Background information
- Born: Đorđe Miljenović 10 December 1980 (age 45) Belgrade, SR Serbia, Yugoslavia
- Origin: Belgrade, Serbia
- Genres: Hip hop; ragga; rock; dubstep;
- Occupations: Musician; rapper; singer; DJ; producer;
- Years active: 1996 – present

= Wikluh Sky =

Serbian rapper and singer

Đorđe Miljenović (Ђорђе Миљеновић; born 10 December 1980) better known by his stage name Wikluh Sky (Виклер Скаj, Vikler Skaj) is a Serbian musician, rapper, singer, DJ, and producer.

Best known for being a member of Bad Copy hip-hop trio, he is also a part of Marčelo's accompanying Filter Crew, and raggamuffin group/project Shappa. In addition to participating in all of the above groups and projects, Wikluh Sky maintains a solo career as well.

==Biography==

He graduated from musical high school, additionally completed two years of Belgrade Music Academy before dropping out. After taking part in various hip-hop related endeavours, he lately started branching out into different kinds of music exemplified in Frank Zappaesque rock-opera called Zagađenje u Japanu ("Pollution in Japan"), which was his first release under his birth name. He played most of the instruments on that album.

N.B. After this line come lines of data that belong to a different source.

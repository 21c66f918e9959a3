//! Random draws shared by the phase simulators.
//!
//! All helpers take the caller's RNG so a seeded generator reproduces a
//! whole run.

use std::f64::consts::PI;

use rand::Rng;
use rand::seq::IndexedRandom;

/// Deployment outcomes; a uniform pick gives success twice the weight.
const DEPLOYMENT_OUTCOMES: [bool; 3] = [true, true, false];

/// Draw from a normal distribution with the given mean and standard
/// deviation (Box-Muller transform).
pub fn normal(rng: &mut impl Rng, mean: f64, sigma: f64) -> f64 {
    let u1: f64 = rng.random();
    let u2: f64 = rng.random();
    // ln(0) is -inf.
    let u1 = if u1 <= 0.0 { f64::MIN_POSITIVE } else { u1 };
    let z = (-2.0 * u1.ln()).sqrt() * (2.0 * PI * u2).cos();
    mean + z * sigma
}

/// Uniform draw from `[low, high]`. A degenerate range returns `low`.
pub fn uniform(rng: &mut impl Rng, low: f64, high: f64) -> f64 {
    if low < high {
        rng.random_range(low..=high)
    } else {
        low
    }
}

/// Unbiased coin flip.
pub fn coin_flip(rng: &mut impl Rng) -> bool {
    rng.random_bool(0.5)
}

/// Uniform pick over `{true, true, false}`.
pub fn deployment_outcome(rng: &mut impl Rng) -> bool {
    DEPLOYMENT_OUTCOMES.choose(rng).copied().unwrap_or(false)
}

His second solo album Ortaci ne znaju ("Homies Don't Know") was released in November 2007.

He wrote and produced several tracks on Ana Stanić's album Sudar that came out in March 2008. Also in early 2008 Wikluh Sky recorded a song called "Lova" with Šaban Bajramović for the TV series Vratiće se rode.

In March 2008, he appeared as contestant on Veliki brat VIP, which further raised his public profile. In late 2008, he again appeared in another TV production of Emotion company - Operacija trijumf.

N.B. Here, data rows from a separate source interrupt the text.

//! Phase 2: recursive amplification with per-tile storage nodes.
//!
//! Tiles are sampled fresh (phase 1 tiles are not reused). Each tile owns a
//! contiguous slice of a pre-allocated storage pool, and every node in the
//! slice banks the tile's full amplified output.

use aleth_types::{ArtifactKey, MeasurementRecord, unix_timestamp};
use rand::Rng;
use tracing::info;

use crate::artifact::{ArtifactError, ArtifactWriter};
use crate::config::{AmplificationConfig, MeasurementConfig};
use crate::phases::measurement::{CasimirTile, Rectifier};

/// Applies a fixed gain `recursion_depth` times.
#[derive(Debug, Clone, Copy, PartialEq)]
pub struct RecursiveAmplifier {
    /// Gain per recursion level.
    pub gain_factor: f64,
    /// Number of recursion levels.
    pub recursion_depth: u32,
}

impl RecursiveAmplifier {
    /// Amplifier with the configured gain and depth.
    pub const fn from_config(config: &AmplificationConfig) -> Self {
        Self {
            gain_factor: config.gain_factor,
            recursion_depth: config.recursion_depth,
        }
    }

    /// Overall multiplier, `gain_factor ^ recursion_depth`.
    pub fn multiplier(&self) -> f64 {
        (0..self.recursion_depth).fold(1.0, |acc, _| acc * self.gain_factor)
    }

    /// Amplify a rectified voltage.
    pub fn amplify(&self, rectified_uv: f64) -> f64 {
        rectified_uv * self.multiplier()
    }
}

/// A capacitor bank accumulating amplified energy.
#[derive(Debug, Clone, Copy, PartialEq)]
pub struct StorageNode {
    energy_j: f64,
    energy_scale: f64,
}

impl StorageNode {
    /// Node seeded with its capacitor energy, `0.5 * C * V^2`.
    pub fn new(capacitance_farad: f64, voltage_v: f64, energy_scale: f64) -> Self {
        Self {
            energy_j: 0.5 * capacitance_farad * voltage_v * voltage_v,
            energy_scale,
        }
    }

    /// Current running total in joules.
    pub const fn energy_j(&self) -> f64 {
        self.energy_j
    }

    /// Bank an amplified voltage and return the new running total.
    pub fn store(&mut self, amplified_uv: f64) -> f64 {
        self.energy_j += amplified_uv * self.energy_scale;
        self.energy_j
    }
}

/// Storage nodes for every tile, laid out tile-major.
#[derive(Debug, Clone)]
pub struct StoragePool {
    nodes: Vec<StorageNode>,
    nodes_per_tile: usize,
}

impl StoragePool {
    /// Allocate `tile_count * nodes_per_tile` freshly seeded nodes.
    pub fn new(config: &AmplificationConfig) -> Self {
        let node = StorageNode::new(
            config.capacitance_farad,
            config.voltage_v,
            config.energy_scale,
        );
        let total = config.tile_count.saturating_mul(config.nodes_per_tile);
        Self {
            nodes: (0..total).map(|_| node).collect(),
            nodes_per_tile: usize::try_from(config.nodes_per_tile).unwrap_or(usize::MAX),
        }
    }

    /// Total number of nodes in the pool.
    pub fn len(&self) -> usize {
        self.nodes.len()
    }

    /// Whether the pool holds no nodes.
    pub fn is_empty(&self) -> bool {
        self.nodes.is_empty()
    }

    /// The nodes owned by a 1-based tile index. Empty when out of range.
    pub fn tile_nodes_mut(&mut self, tile_index: u32) -> &mut [StorageNode] {
        let per_tile = self.nodes_per_tile;
        let range = tile_index
            .checked_sub(1)
            .and_then(|tile| usize::try_from(tile).ok())
            .and_then(|tile| tile.checked_mul(per_tile))
            .and_then(|start| start.checked_add(per_tile).map(|end| start..end));
        match range {
            Some(range) => self.nodes.get_mut(range).unwrap_or_default(),
            None => &mut [],
        }
    }
}

/// Key of the phase 2 artifact for a 1-based tile index.
pub fn amplification_key(tile_index: u32) -> ArtifactKey {
    ArtifactKey::new(format!("ZPE-Array-Tile-{tile_index}"))
}

/// Measure, rectify, amplify, and store for `config.tile_count` tiles.
///
/// `tile_model` supplies the measurement and rectifier parameters; its
/// `tile_count` is ignored in favour of the amplification config.
///
/// # Errors
///
/// Returns the first [`ArtifactError`] raised by the writer.
pub fn run_amplification_phase(
    tile_model: &MeasurementConfig,
    config: &AmplificationConfig,
    writer: &mut impl ArtifactWriter,
    rng: &mut impl Rng,
) -> Result<Vec<ArtifactKey>, ArtifactError> {
    let tile = CasimirTile::from_config(tile_model);
    let rectifier = Rectifier::from_config(tile_model);
    let amplifier = RecursiveAmplifier::from_config(config);
    let mut pool = StoragePool::new(config);
    let mut artifacts = Vec::new();

    for tile_index in 1..=config.tile_count {
        let measured = tile.measure(tile_model, rng);
        let rectified = rectifier.rectify(measured);
        let amplified = amplifier.amplify(rectified);
        let stored_energies: Vec<f64> = pool
            .tile_nodes_mut(tile_index)
            .iter_mut()
            .map(|node| node.store(amplified))
            .collect();

        let key = amplification_key(tile_index);
        let record = MeasurementRecord {
            tile_index,
            plate_separation: tile.plate_separation_nm,
            measured_value: measured,
            rectified_value: rectified,
            amplified_value: Some(amplified),
            stored_energies: Some(stored_energies),
            timestamp: unix_timestamp(),
        };
        writer.emit(&key, &record)?;
        info!(
            phase = 2,
            artifact = %key,
            amplified_uv = amplified,
            stored_energies = ?record.stored_energies,
            "Amplified tile emitted"
        );
        artifacts.push(key);
    }

    Ok(artifacts)
}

In 2009, he produced the S.A.R.S.' debut album. He also wrote the music and lyrics of the song "Pazi šta radiš" that was performed by Tijana Bogićević at Beovizija 2009.

He is the composer for the 2010 movie A Serbian Film.

In 2013, he was one of the contestants in the first season of the Serbian version of Your Face Sounds Familiar. He placed 8th in the finals.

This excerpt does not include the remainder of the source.